L’enfant et la peur d’apprendre

C’est par hasard que Serge Boimare s’est mis, un jour de désespoir à lire des contes à des enfants qui refusaient d’entrer dans les apprentissages. Il ne savait pas encore qu’il se trouvait au début d’une quête, d’un cheminement qui allait se construire au cours des années avec ses élèves, pour les accompagner vers la route de la réconciliation avec les apprentissages.

Se pose la sempiternelle question de ces enfants qui refusent les apprentissages.

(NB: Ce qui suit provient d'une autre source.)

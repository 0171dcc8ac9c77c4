//! Job snapshot and insert request

use serde_json::{Map, Value};

use crate::store::JobRow;

/// Current unix time in seconds
pub fn unix_now() -> i64 {
    chrono::Utc::now().timestamp()
}

/// In-memory view of one row in the `jobs` collection.
///
/// A `Job` is a snapshot. Queue operations that change the row also update
/// the snapshot they were handed, so a worker holding its job sees its own
/// claim and status history without re-reading the store.
#[derive(Debug, Clone, PartialEq)]
pub struct Job {
    pub id: i64,
    pub jobtype: String,
    pub remote_id: String,
    pub details: Value,
    pub status: Vec<String>,
    pub attempts: i32,
    pub interval: i64,
    pub timestamp: i64,
    pub timestamp_claimed: i64,
    pub timestamp_lastclaimed: i64,
    pub timestamp_after: i64,
}

impl Job {
    pub fn is_recurring(&self) -> bool {
        self.interval > 0
    }

    pub fn is_claimed(&self) -> bool {
        self.timestamp_claimed > 0
    }

    /// A value from the job's `details` object
    pub fn detail(&self, name: &str) -> Option<&Value> {
        self.details.get(name)
    }

    /// Most recent status message
    pub fn last_status(&self) -> Option<&str> {
        self.status.last().map(String::as_str)
    }
}

impl From<JobRow> for Job {
    fn from(row: JobRow) -> Self {
        // Rows written by other tools may carry a bare string instead of a list
        let status = match serde_json::from_str::<Vec<String>>(&row.status) {
            Ok(list) => list,
            Err(_) if row.status.is_empty() => Vec::new(),
            Err(_) => vec![row.status.clone()],
        };

        Self {
            id: row.id,
            jobtype: row.jobtype,
            remote_id: row.remote_id,
            details: row.details,
            status,
            attempts: row.attempts,
            interval: row.interval,
            timestamp: row.timestamp,
            timestamp_claimed: row.timestamp_claimed,
            timestamp_lastclaimed: row.timestamp_lastclaimed,
            timestamp_after: row.timestamp_after,
        }
    }
}

/// Request to add a job to the queue
#[derive(Debug, Clone)]
pub struct NewJob {
    pub jobtype: String,
    pub remote_id: String,
    pub details: Value,
    pub interval: i64,
    pub claim_after: i64,
    pub allow_duplicate: bool,
}

impl NewJob {
    pub fn new(jobtype: impl Into<String>, remote_id: impl Into<String>) -> Self {
        Self {
            jobtype: jobtype.into(),
            remote_id: remote_id.into(),
            details: Value::Object(Map::new()),
            interval: 0,
            claim_after: 0,
            allow_duplicate: false,
        }
    }

    pub fn details(mut self, details: Value) -> Self {
        self.details = details;
        self
    }

    /// Make the job recurring, firing every `seconds`
    pub fn interval(mut self, seconds: i64) -> Self {
        self.interval = seconds.max(0);
        self
    }

    /// Do not hand the job out before this unix time
    pub fn claim_after(mut self, timestamp: i64) -> Self {
        self.claim_after = timestamp;
        self
    }

    /// Return the outstanding job instead of failing when one already exists
    pub fn allow_duplicate(mut self, allow: bool) -> Self {
        self.allow_duplicate = allow;
        self
    }
}
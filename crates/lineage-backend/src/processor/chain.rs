//! Follow-up processing declared in a dataset's `next` parameter
//!
//! `next` holds a list of `{"type": ..., "parameters": {...}}` entries. When
//! a dataset finishes with rows, every entry the parent's available
//! processors allow becomes a child dataset with its own queued job.
//! An empty dataset runs none of its follow-ups, and an unavailable entry is
//! skipped; datasets those follow-ups would have attached their result to
//! are finished empty instead.

use serde::{Deserialize, Serialize};
use serde_json::{Map, Value};
use std::collections::BTreeMap;
use tracing::{debug, info, warn};

use super::runner::STATUS_NO_DATA;
use super::{ProcessorInfo, ProcessorRegistry};
use crate::dataset::{Dataset, DatasetError, DatasetResult, Datasets, NewDataset};
use crate::queue::{JobQueue, NewJob, QueueError};

/// Status of an attach target whose pipeline step could not run
pub const STATUS_STEP_UNAVAILABLE: &str =
    "Finished without data, a follow-up step is not available for this dataset.";

/// One follow-up processor with its parameters
#[derive(Debug, Clone, PartialEq, Serialize, Deserialize)]
pub struct ChainStep {
    #[serde(rename = "type")]
    pub processor_type: String,
    #[serde(default)]
    pub parameters: Map<String, Value>,
}

impl ChainStep {
    pub fn new(processor_type: impl Into<String>) -> Self {
        Self {
            processor_type: processor_type.into(),
            parameters: Map::new(),
        }
    }

    pub fn parameter(mut self, name: impl Into<String>, value: Value) -> Self {
        self.parameters.insert(name.into(), value);
        self
    }

    pub fn to_value(&self) -> Value {
        let mut entry = Map::new();
        entry.insert("type".to_string(), Value::String(self.processor_type.clone()));
        entry.insert("parameters".to_string(), Value::Object(self.parameters.clone()));
        Value::Object(entry)
    }
}

/// Parse the `next` parameter, skipping malformed entries
pub fn next_steps(parameters: &Map<String, Value>) -> Vec<ChainStep> {
    let Some(Value::Array(entries)) = parameters.get("next") else {
        return Vec::new();
    };

    entries
        .iter()
        .filter_map(|entry| match serde_json::from_value::<ChainStep>(entry.clone()) {
            Ok(step) => Some(step),
            Err(e) => {
                warn!(error = %e, "Ignoring malformed follow-up entry");
                None
            },
        })
        .collect()
}

/// Fold a pipeline into nested `next` entries
///
/// Step `i + 1` becomes the only `next` entry of step `i`; the returned
/// step is the first one. `None` for an empty pipeline.
pub fn nest_pipeline(mut steps: Vec<ChainStep>) -> Option<ChainStep> {
    let mut nested = steps.pop()?;
    while let Some(mut previous) = steps.pop() {
        previous
            .parameters
            .insert("next".to_string(), Value::Array(vec![nested.to_value()]));
        nested = previous;
    }
    Some(nested)
}

/// `attach_to` keys anywhere in `steps` or their nested `next` entries
pub fn attach_targets(steps: &[ChainStep]) -> Vec<String> {
    let mut targets = Vec::new();
    for step in steps {
        if let Some(key) = step.parameters.get("attach_to").and_then(Value::as_str) {
            if !targets.iter().any(|t| t == key) {
                targets.push(key.to_string());
            }
        }
        for key in attach_targets(&next_steps(&step.parameters)) {
            if !targets.contains(&key) {
                targets.push(key);
            }
        }
    }
    targets
}

/// Finish every dataset that was waiting on `steps` with zero rows
async fn settle_attach_targets(
    dataset: &Dataset,
    steps: &[ChainStep],
    datasets: &Datasets,
    status: &str,
) -> DatasetResult<()> {
    for key in attach_targets(steps) {
        let mut target = match datasets.get(&key).await {
            Ok(target) => target,
            Err(DatasetError::NotFound(_)) => {
                warn!(key = %dataset.key(), attach_to = %key, "Dataset to attach to no longer exists");
                continue;
            },
            Err(e) => return Err(e),
        };
        if target.is_finished() {
            continue;
        }

        target.finish(0).await?;
        target.update_status(status, false).await?;
        info!(key = %dataset.key(), attach_to = %key, "Finished waiting dataset without data");
    }
    Ok(())
}

/// Create a child dataset of `parent` for `step` and queue its job
pub async fn launch_step(
    parent: &Dataset,
    step: &ChainStep,
    info: &ProcessorInfo,
    datasets: &Datasets,
    queue: &JobQueue,
) -> DatasetResult<Dataset> {
    let child = datasets
        .create(
            NewDataset::new(&step.processor_type)
                .parameters(step.parameters.clone())
                .parent(parent.key())
                .extension(&info.extension)
                .owner(parent.owner())
                .private(parent.is_private()),
        )
        .await?;

    match queue
        .add(NewJob::new(&step.processor_type, child.key()))
        .await
    {
        Ok(job) => {
            debug!(job_id = job.id, key = %child.key(), "Follow-up job queued");
        },
        Err(QueueError::JobAlreadyExists { .. }) => {
            debug!(key = %child.key(), "Follow-up job was already queued");
        },
        Err(QueueError::Db(e)) => return Err(e.into()),
        Err(e) => {
            warn!(key = %child.key(), error = %e, "Could not queue follow-up job");
        },
    }

    Ok(child)
}

/// Queue the follow-ups of a just-finished dataset
///
/// `available` is the set of processors the dataset's parent (or the
/// dataset itself, when top-level) may feed into. Returns the datasets that
/// were created.
pub async fn queue_follow_ups(
    dataset: &Dataset,
    available: &BTreeMap<String, ProcessorInfo>,
    registry: &ProcessorRegistry,
    datasets: &Datasets,
    queue: &JobQueue,
) -> DatasetResult<Vec<Dataset>> {
    let steps = next_steps(dataset.parameters());
    if steps.is_empty() {
        return Ok(Vec::new());
    }

    if dataset.num_rows() <= 0 {
        info!(key = %dataset.key(), skipped = steps.len(), "Not running follow-up processors on empty dataset");
        dataset
            .log("No results; follow-up processors were not run.")
            .await?;
        settle_attach_targets(dataset, &steps, datasets, STATUS_NO_DATA).await?;
        return Ok(Vec::new());
    }

    let mut created = Vec::new();
    for step in &steps {
        let (Some(info), true) = (
            registry.info(&step.processor_type),
            available.contains_key(&step.processor_type),
        ) else {
            warn!(
                key = %dataset.key(),
                processor_type = %step.processor_type,
                "Follow-up processor is not available for this dataset, skipping"
            );
            settle_attach_targets(
                dataset,
                std::slice::from_ref(step),
                datasets,
                STATUS_STEP_UNAVAILABLE,
            )
            .await?;
            continue;
        };

        created.push(launch_step(dataset, step, info, datasets, queue).await?);
    }

    Ok(created)
}
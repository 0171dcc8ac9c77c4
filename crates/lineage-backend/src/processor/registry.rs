//! Processor registry

use std::collections::BTreeMap;
use std::sync::Arc;
use tracing::{debug, warn};

use super::{Processor, ProcessorInfo};

/// Known processor types, keyed by type name
#[derive(Clone, Default)]
pub struct ProcessorRegistry {
    processors: BTreeMap<String, Arc<dyn Processor>>,
}

impl ProcessorRegistry {
    pub fn new() -> Self {
        Self::default()
    }

    /// Add a processor; a later registration of the same type replaces the earlier one
    pub fn register(&mut self, processor: Arc<dyn Processor>) -> &mut Self {
        let processor_type = processor.info().processor_type.clone();
        if self
            .processors
            .insert(processor_type.clone(), processor)
            .is_some()
        {
            warn!(processor_type = %processor_type, "Processor registered twice, keeping the last one");
        } else {
            debug!(processor_type = %processor_type, "Processor registered");
        }
        self
    }

    pub fn with(mut self, processor: impl Processor + 'static) -> Self {
        self.register(Arc::new(processor));
        self
    }

    pub fn get(&self, processor_type: &str) -> Option<&Arc<dyn Processor>> {
        self.processors.get(processor_type)
    }

    pub fn info(&self, processor_type: &str) -> Option<&ProcessorInfo> {
        self.get(processor_type).map(|p| p.info())
    }

    /// Whether `processor_type` is a registered preset
    pub fn is_preset(&self, processor_type: &str) -> bool {
        self.info(processor_type).is_some_and(|info| info.is_preset)
    }

    pub fn iter(&self) -> impl Iterator<Item = &Arc<dyn Processor>> {
        self.processors.values()
    }

    pub fn types(&self) -> impl Iterator<Item = &str> {
        self.processors.keys().map(String::as_str)
    }

    pub fn len(&self) -> usize {
        self.processors.len()
    }

    pub fn is_empty(&self) -> bool {
        self.processors.is_empty()
    }
}

impl std::fmt::Debug for ProcessorRegistry {
    fn fmt(&self, f: &mut std::fmt::Formatter<'_>) -> std::fmt::Result {
        f.debug_list().entries(self.processors.keys()).finish()
    }
}
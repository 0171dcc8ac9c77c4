//! On-disk layout for dataset results, logs and staging areas
//!
//! Everything lives flat in the data directory:
//!
//! ```text
//! {stem}-{key}.{ext}       result file
//! {stem}-{key}.log         dataset log
//! staging-{key}-{n}/       scratch directories
//! ```

use lineage_common::naming::{join_stem, safe_stem};
use serde_json::{Map, Value};
use std::fs::OpenOptions;
use std::io::ErrorKind;
use std::path::{Path, PathBuf};

use super::key::is_random_sample;

fn scalar_text(value: &Value) -> Option<String> {
    match value {
        Value::String(s) if !s.trim().is_empty() => Some(s.trim().to_string()),
        Value::Number(n) => Some(n.to_string()),
        _ => None,
    }
}

/// File stem for a dataset's result file, without suffix or extension
pub fn result_stem(parameters: &Map<String, Value>, label: &str, key: &str) -> String {
    if is_random_sample(parameters) {
        let amount = parameters
            .get("random_amount")
            .and_then(scalar_text)
            .unwrap_or_default();
        return join_stem(&["random", &safe_stem(&amount), key]);
    }

    if let Some(filter) = parameters.get("filter").and_then(scalar_text) {
        return join_stem(&["filter", &safe_stem(&filter), key]);
    }

    join_stem(&[&safe_stem(label), key])
}

fn file_name(stem: &str, suffix: u32, extension: &str) -> String {
    let stem = if suffix == 0 {
        stem.to_string()
    } else {
        format!("{}-{}", stem, suffix)
    };

    if extension.is_empty() {
        stem
    } else {
        format!("{}.{}", stem, extension.trim_start_matches('.'))
    }
}

/// Claim a free file name in `data_dir`
///
/// Tries `{stem}.{ext}`, then `{stem}-1.{ext}`, `{stem}-2.{ext}`, ...
/// The winning name is created as an empty file in the same step, so two
/// concurrent reservations can never end up with the same path.
pub fn reserve_file_name(data_dir: &Path, stem: &str, extension: &str) -> std::io::Result<String> {
    std::fs::create_dir_all(data_dir)?;

    let mut suffix = 0;
    loop {
        let candidate = file_name(stem, suffix, extension);
        match OpenOptions::new()
            .write(true)
            .create_new(true)
            .open(data_dir.join(&candidate))
        {
            Ok(_) => return Ok(candidate),
            Err(e) if e.kind() == ErrorKind::AlreadyExists => suffix += 1,
            Err(e) => return Err(e),
        }
    }
}

/// Log file that sits next to a result file
pub fn log_path_for(result_path: &Path) -> PathBuf {
    result_path.with_extension("log")
}

/// Name prefix shared by every staging area of a dataset
pub fn staging_prefix(key: &str) -> String {
    format!("staging-{}-", key)
}

/// Create a new, empty staging directory for `key`
pub async fn create_staging_area(data_dir: &Path, key: &str) -> std::io::Result<PathBuf> {
    tokio::fs::create_dir_all(data_dir).await?;

    let prefix = staging_prefix(key);
    let mut n = 0;
    loop {
        let candidate = data_dir.join(format!("{}{}", prefix, n));
        match tokio::fs::create_dir(&candidate).await {
            Ok(()) => return Ok(candidate),
            Err(e) if e.kind() == ErrorKind::AlreadyExists => n += 1,
            Err(e) => return Err(e),
        }
    }
}

/// Remove every staging directory of `key`; returns how many were removed
pub async fn remove_staging_areas(data_dir: &Path, key: &str) -> std::io::Result<usize> {
    let prefix = staging_prefix(key);
    let mut entries = match tokio::fs::read_dir(data_dir).await {
        Ok(entries) => entries,
        Err(e) if e.kind() == ErrorKind::NotFound => return Ok(0),
        Err(e) => return Err(e),
    };

    let mut removed = 0;
    while let Some(entry) = entries.next_entry().await? {
        let name = entry.file_name();
        if name.to_string_lossy().starts_with(&prefix) && entry.file_type().await?.is_dir() {
            tokio::fs::remove_dir_all(entry.path()).await?;
            removed += 1;
        }
    }
    Ok(removed)
}

/// Remove a file, treating "already gone" as success
pub async fn remove_if_exists(path: &Path) -> std::io::Result<bool> {
    match tokio::fs::remove_file(path).await {
        Ok(()) => Ok(true),
        Err(e) if e.kind() == ErrorKind::NotFound => Ok(false),
        Err(e) => Err(e),
    }
}

#[cfg(test)]
#[allow(clippy::unwrap_used, clippy::expect_used)]
mod tests {
    use super::*;
    use serde_json::json;
    use tempfile::TempDir;

    fn params(value: Value) -> Map<String, Value> {
        value.as_object().unwrap().clone()
    }

    #[test]
    fn test_result_stem_variants() {
        assert_eq!(
            result_stem(&Map::new(), "Rain in Spain!", "k1"),
            "rain-in-spain-k1"
        );
        assert_eq!(
            result_stem(&params(json!({"random_amount": 50})), "x", "k2"),
            "random-50-k2"
        );
        assert_eq!(
            result_stem(&params(json!({"filter": "Only Cats"})), "x", "k3"),
            "filter-only-cats-k3"
        );
        // label without usable characters
        assert_eq!(result_stem(&Map::new(), "???", "k4"), "k4");
    }

    #[test]
    fn test_reservation_appends_suffixes() {
        let dir = TempDir::new().unwrap();

        let first = reserve_file_name(dir.path(), "query-abc", "csv").unwrap();
        let second = reserve_file_name(dir.path(), "query-abc", "csv").unwrap();
        let third = reserve_file_name(dir.path(), "query-abc", ".csv").unwrap();

        assert_eq!(first, "query-abc.csv");
        assert_eq!(second, "query-abc-1.csv");
        assert_eq!(third, "query-abc-2.csv");
        assert!(dir.path().join(&second).exists());
    }

    #[test]
    fn test_log_path() {
        assert_eq!(
            log_path_for(Path::new("/data/query-abc.csv")),
            PathBuf::from("/data/query-abc.log")
        );
    }

    #[tokio::test]
    async fn test_staging_areas() {
        let dir = TempDir::new().unwrap();

        let a = create_staging_area(dir.path(), "abc").await.unwrap();
        let b = create_staging_area(dir.path(), "abc").await.unwrap();
        let other = create_staging_area(dir.path(), "abcd").await.unwrap();
        assert_ne!(a, b);

        assert_eq!(remove_staging_areas(dir.path(), "abc").await.unwrap(), 2);
        assert!(!a.exists());
        assert!(other.exists());
    }
}
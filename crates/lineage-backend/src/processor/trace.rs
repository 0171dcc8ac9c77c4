//! Processor failure context

use std::backtrace::{Backtrace, BacktraceStatus};
use thiserror::Error;

/// Frames from these locations are noise in a failure trail
const SKIPPED_PATHS: &[&str] = &["/rustc/", "/.cargo/registry/", "/library/std/", "/library/core/"];

/// Frames of the capture itself and of error conversions into a trail
const SKIPPED_SYMBOLS: &[&str] = &["capture_trail", "panic_trail", " as core::convert::From<"];

/// How many frames a trail keeps, innermost last
const MAX_FRAMES: usize = 8;

/// A processor run that failed with something other than an interrupt
#[derive(Error, Debug)]
#[error("Processor {processor_type} failed while processing dataset {dataset_key}{}: {source} (trail: {trail})", parent_suffix(.parent_key))]
pub struct ProcessorFailure {
    pub processor_type: String,
    pub dataset_key: String,
    pub parent_key: Option<String>,
    /// `file:line` frames joined with ` -> `, outermost first
    pub trail: String,
    #[source]
    pub source: anyhow::Error,
}

fn parent_suffix(parent_key: &Option<String>) -> String {
    parent_key
        .as_deref()
        .map(|key| format!(" (from {})", key))
        .unwrap_or_default()
}

impl ProcessorFailure {
    pub fn new(
        processor_type: impl Into<String>,
        dataset_key: impl Into<String>,
        parent_key: Option<String>,
        source: anyhow::Error,
        trail: String,
    ) -> Self {
        Self {
            processor_type: processor_type.into(),
            dataset_key: dataset_key.into(),
            parent_key,
            trail,
            source,
        }
    }
}

/// Compact `file:line` trail for a captured backtrace
///
/// Returns `"unavailable"` when the backtrace holds no frames.
pub fn compact_trail(backtrace: &Backtrace) -> String {
    if backtrace.status() != BacktraceStatus::Captured {
        return "unavailable".to_string();
    }
    trail_from_text(&backtrace.to_string())
}

/// Capture a trail at the call site
///
/// Always captures, independent of `RUST_BACKTRACE`/`RUST_LIB_BACKTRACE`.
/// Called where an error is first wrapped, so the innermost frame is the
/// code that produced it.
pub fn capture_trail() -> String {
    compact_trail(&Backtrace::force_capture())
}

/// Build a trail from the text form of a backtrace
pub fn trail_from_text(text: &str) -> String {
    let mut frames = Vec::new();
    let mut symbol = "";
    for line in text.lines().map(str::trim) {
        let Some(location) = line.strip_prefix("at ") else {
            symbol = line;
            continue;
        };
        if SKIPPED_PATHS.iter().any(|skip| location.contains(skip))
            || SKIPPED_SYMBOLS.iter().any(|skip| symbol.contains(skip))
        {
            continue;
        }
        if let Some(frame) = short_location(location) {
            frames.push(frame);
        }
    }

    if frames.is_empty() {
        return "unavailable".to_string();
    }

    // backtraces list the innermost frame first
    frames.reverse();
    if frames.len() > MAX_FRAMES {
        frames.drain(..frames.len() - MAX_FRAMES);
    }
    frames.join(" -> ")
}

/// `./src/processor/runner.rs:120:17` becomes `processor/runner.rs:120`
fn short_location(location: &str) -> Option<String> {
    let mut parts = location.rsplitn(3, ':');
    let _column = parts.next()?;
    let line = parts.next()?;
    let path = parts.next()?;

    line.parse::<u32>().ok()?;
    let mut components = path.rsplit(['/', '\\']);
    let file = components.next().unwrap_or(path);
    match components.next().filter(|dir| !dir.is_empty() && *dir != ".") {
        Some(dir) => Some(format!("{}/{}:{}", dir, file, line)),
        None => Some(format!("{}:{}", file, line)),
    }
}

Serge Boimare recherche une autre explication que celles apportées habituellement pour expliquer l’échec scolaire; selon lui il ne peut s’expliquer uniquement par des problèmes d’effectif, de méthodes, de formation d’enseignant… Serge Boimare note que pour beaucoup, l’échec scolaire est associé à des troubles du comportement, dont l’apparition semble liée aux dits problèmes : « certains troubles sont réveillés spécifiquement par la situation d’apprentissage et semblent avoir pour fonction de la pervertir ou de lui « échapper » ». La situation d’apprentissage est refusée par l’enfant car elle met en péril une organisation psychique fragile, qui induit des angoisses très violentes et envahissantes. D’où l’énergie et les stratégies d’évitement (que nous avons tous pu observer) mises en œuvre par certains enfants pour s’y soustraire ; ce qui conduit à des situations de non-apprentissage, de sidération intellectuelle, des rejets violemment et souvent grossièrement exprimés…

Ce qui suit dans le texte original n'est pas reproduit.